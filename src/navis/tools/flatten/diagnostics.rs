use std::fmt;
use std::io::Write;

use tracing::warn;

use crate::navis::tools::model::FolderPath;

/// A traversal decision worth recording in the diagnostic trace.
#[derive(Debug, Clone, PartialEq, Eq)]
pub enum DiagnosticEvent {
    EnteredFolder {
        path: FolderPath,
    },
    FoundView {
        name: String,
        identifier: String,
        image_reference: String,
    },
    FoundComment {
        id: String,
        status: String,
        user: Option<String>,
    },
    NoComments {
        view_name: String,
    },
    DateRejected {
        reason: String,
        raw: String,
    },
    DuplicateSkipped {
        view_identifier: String,
        comment_id: String,
    },
}

impl fmt::Display for DiagnosticEvent {
    fn fmt(&self, f: &mut fmt::Formatter<'_>) -> fmt::Result {
        match self {
            DiagnosticEvent::EnteredFolder { path } => write!(f, "📂 Entering folder: {path}"),
            DiagnosticEvent::FoundView {
                name,
                identifier,
                image_reference,
            } => write!(
                f,
                "  👀 Found view: {name} (GUID={identifier}) → {image_reference}"
            ),
            DiagnosticEvent::FoundComment { id, status, user } => write!(
                f,
                "    💬 Comment ID={id}, Status={status}, User={}",
                user.as_deref().unwrap_or("None")
            ),
            DiagnosticEvent::NoComments { view_name } => {
                write!(f, "    ⚠️ No comments found for {view_name}")
            }
            DiagnosticEvent::DateRejected { reason, raw } => {
                write!(f, "❌ Failed to parse createddate: {reason}, raw={raw}")
            }
            DiagnosticEvent::DuplicateSkipped {
                view_identifier,
                comment_id,
            } => write!(
                f,
                "⚠️ Duplicate skipped: GUID={view_identifier}, CommentID={comment_id}"
            ),
        }
    }
}

/// Receiver of diagnostic events emitted during a flattening walk.
pub trait DiagnosticSink {
    fn record(&mut self, event: &DiagnosticEvent);
}

/// Buffers rendered entries for the trace artifact written at the end of a
/// run. Entries are only ever appended.
#[derive(Debug, Clone, Default, PartialEq, Eq)]
pub struct DiagnosticLog {
    entries: Vec<String>,
}

impl DiagnosticLog {
    pub fn new() -> Self {
        Self::default()
    }

    pub fn entries(&self) -> &[String] {
        &self.entries
    }

    pub fn len(&self) -> usize {
        self.entries.len()
    }

    pub fn is_empty(&self) -> bool {
        self.entries.is_empty()
    }

    /// The artifact text: one entry per line, no trailing newline.
    pub fn render(&self) -> String {
        self.entries.join("\n")
    }
}

impl DiagnosticSink for DiagnosticLog {
    fn record(&mut self, event: &DiagnosticEvent) {
        self.entries.push(event.to_string());
    }
}

/// Mirrors every entry to a writer as it happens, typically stdout.
pub struct ConsoleMirror<W: Write> {
    writer: W,
}

impl ConsoleMirror<std::io::Stdout> {
    pub fn stdout() -> Self {
        Self::new(std::io::stdout())
    }
}

impl<W: Write> ConsoleMirror<W> {
    pub fn new(writer: W) -> Self {
        Self { writer }
    }

    pub fn into_inner(self) -> W {
        self.writer
    }
}

impl<W: Write> DiagnosticSink for ConsoleMirror<W> {
    fn record(&mut self, event: &DiagnosticEvent) {
        // The mirror is best effort; the buffered log stays authoritative.
        if let Err(error) = writeln!(self.writer, "{event}") {
            warn!(%error, "failed to mirror diagnostic entry");
        }
    }
}

/// Fans events out to the buffered log and, when present, a live mirror.
pub(crate) struct Diagnostics<'a> {
    log: DiagnosticLog,
    mirror: Option<&'a mut dyn DiagnosticSink>,
}

impl<'a> Diagnostics<'a> {
    pub(crate) fn new(mirror: Option<&'a mut dyn DiagnosticSink>) -> Self {
        Self {
            log: DiagnosticLog::new(),
            mirror,
        }
    }

    pub(crate) fn into_log(self) -> DiagnosticLog {
        self.log
    }
}

impl DiagnosticSink for Diagnostics<'_> {
    fn record(&mut self, event: &DiagnosticEvent) {
        self.log.record(event);
        if let Some(mirror) = self.mirror.as_deref_mut() {
            mirror.record(event);
        }
    }
}
use std::path::PathBuf;

use thiserror::Error;

/// Convenient alias for fallible results returned throughout the crate.
pub type Result<T> = std::result::Result<T, ToolError>;

/// Error type covering the failures that abort an export run. Recoverable
/// per-record problems (bad dates, duplicate rows) never surface here; they
/// are downgraded to diagnostic entries by the flattening walk.
#[derive(Debug, Error)]
pub enum ToolError {
    /// Wrapper for IO failures such as reading or writing files.
    #[error("I/O error: {0}")]
    Io(#[from] std::io::Error),

    /// Raised when the input document is not well-formed XML.
    #[error("failed to parse XML document: {0}")]
    Xml(#[from] roxmltree::Error),

    /// Errors bubbled up from the CSV writer.
    #[error("CSV write error: {0}")]
    Csv(#[from] csv::Error),

    /// Errors bubbled up from the Excel writer implementation.
    #[error("Excel write error: {0}")]
    ExcelWrite(#[from] rust_xlsxwriter::XlsxError),

    /// Raised when neither the command line nor the prompts produced a path.
    #[error("no XML file selected")]
    NoInputSelected,

    /// Raised when the resolved input path does not exist.
    #[error("input file not found: {0}")]
    MissingInput(PathBuf),

    /// Raised when the tracing subscriber fails to initialise.
    #[error("failed to initialise logging: {0}")]
    Logging(String),
}
pub mod tools;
____
What the task requires | What is needed is a word-for-word copy of all the material.

Exercise answer |
filename src/navis/tools/flatten/diagnostics.rs
use std::fmt;
use std::io::Write;

use tracing::warn;

use crate::navis::tools::model::FolderPath;

/// A traversal decision worth recording in the diagnostic trace.
#[derive(Debug, Clone, PartialEq, Eq)]
pub enum DiagnosticEvent {
    EnteredFolder {
        path: FolderPath,
    },
    FoundView {
        name: String,
        identifier: String,
        image_reference: String,
    },
    FoundComment {
        id: String,
        status: String,
        user: Option<String>,
    },
    NoComments {
        view_name: String,
    },
    DateRejected {
        reason: String,
        raw: String,
    },
    DuplicateSkipped {
        view_identifier: String,
        comment_id: String,
    },
}

impl fmt::Display for DiagnosticEvent {
    fn fmt(&self, f: &mut fmt::Formatter<'_>) -> fmt::Result {
        match self {
            DiagnosticEvent::EnteredFolder { path } => write!(f, "📂 Entering folder: {path}"),
            DiagnosticEvent::FoundView {
                name,
                identifier,
                image_reference,
            } => write!(
                f,
                "  👀 Found view: {name} (GUID={identifier}) → {image_reference}"
            ),
            DiagnosticEvent::FoundComment { id, status, user } => write!(
                f,
                "    💬 Comment ID={id}, Status={status}, User={}",
                user.as_deref().unwrap_or("None")
            ),
            DiagnosticEvent::NoComments { view_name } => {
                write!(f, "    ⚠️ No comments found for {view_name}")
            }
            DiagnosticEvent::DateRejected { reason, raw } => {
                write!(f, "❌ Failed to parse createddate: {reason}, raw={raw}")
            }
            DiagnosticEvent::DuplicateSkipped {
                view_identifier,
                comment_id,
            } => write!(
                f,
                "⚠️ Duplicate skipped: GUID={view_identifier}, CommentID={comment_id}"
            ),
        }
    }
}

/// Receiver of diagnostic events emitted during a flattening walk.
pub trait DiagnosticSink {
    fn record(&mut self, event: &DiagnosticEvent);
}

/// Buffers rendered entries for the trace artifact written at the end of a
/// run. Entries are only ever appended.
#[derive(Debug, Clone, Default, PartialEq, Eq)]
pub struct DiagnosticLog {
    entries: Vec<String>,
}

impl DiagnosticLog {
    pub fn new() -> Self {
        Self::default()
    }

    pub fn entries(&self) -> &[String] {
        &self.entries
    }

    pub fn len(&self) -> usize {
        self.entries.len()
    }

    pub fn is_empty(&self) -> bool {
        self.entries.is_empty()
    }

    /// The artifact text: one entry per line, no trailing newline.
    pub fn render(&self) -> String {
        self.entries.join("\n")
    }
}

impl DiagnosticSink for DiagnosticLog {
    fn record(&mut self, event: &DiagnosticEvent) {
        self.entries.push(event.to_string());
    }
}

/// Mirrors every entry to a writer as it happens, typically stdout.
pub struct ConsoleMirror<W: Write> {
    writer: W,
}

impl ConsoleMirror<std::io::Stdout> {
    pub fn stdout() -> Self {
        Self::new(std::io::stdout())
    }
}

impl<W: Write> ConsoleMirror<W> {
    pub fn new(writer: W) -> Self {
        Self { writer }
    }

    pub fn into_inner(self) -> W {
        self.writer
    }
}

impl<W: Write> DiagnosticSink for ConsoleMirror<W> {
    fn record(&mut self, event: &DiagnosticEvent) {
        // The mirror is best effort; the buffered log stays authoritative.
        if let Err(error) = writeln!(self.writer, "{event}") {
            warn!(%error, "failed to mirror diagnostic entry");
        }
    }
}

/// Fans events out to the buffered log and, when present, a live mirror.
pub(crate) struct Diagnostics<'a> {
    log: DiagnosticLog,
    mirror: Option<&'a mut dyn DiagnosticSink>,
}

impl<'a> Diagnostics<'a> {
    pub(crate) fn new(mirror: Option<&'a mut dyn DiagnosticSink>) -> Self {
        Self {
            log: DiagnosticLog::new(),
            mirror,
        }
    }

    pub(crate) fn into_log(self) -> DiagnosticLog {
        self.log
    }
}

impl DiagnosticSink for Diagnostics<'_> {
    fn record(&mut self, event: &DiagnosticEvent) {
        self.log.record(event);
        if let Some(mirror) = self.mirror.as_deref_mut() {
            mirror.record(event);
        }
    }
}
use std::path::PathBuf;

use thiserror::Error;

/// Convenient alias for fallible results returned throughout the crate.
pub type Result<T> = std::result::Result<T, ToolError>;

/// Error type covering the failures that abort an export run. Recoverable
/// per-record problems (bad dates, duplicate rows) never surface here; they
/// are downgraded to diagnostic entries by the flattening walk.
#[derive(Debug, Error)]
pub enum ToolError {
    /// Wrapper for IO failures such as reading or writing files.
    #[error("I/O error: {0}")]
    Io(#[from] std::io::Error),

    /// Raised when the input document is not well-formed XML.
    #[error("failed to parse XML document: {0}")]
    Xml(#[from] roxmltree::Error),

    /// Errors bubbled up from the CSV writer.
    #[error("CSV write error: {0}")]
    Csv(#[from] csv::Error),

    /// Errors bubbled up from the Excel writer implementation.
    #[error("Excel write error: {0}")]
    ExcelWrite(#[from] rust_xlsxwriter::XlsxError),

    /// Raised when neither the command line nor the prompts produced a path.
    #[error("no XML file selected")]
    NoInputSelected,

    /// Raised when the resolved input path does not exist.
    #[error("input file not found: {0}")]
    MissingInput(PathBuf),

    /// Raised when the tracing subscriber fails to initialise.
    #[error("failed to initialise logging: {0}")]
    Logging(String),
}
pub mod tools;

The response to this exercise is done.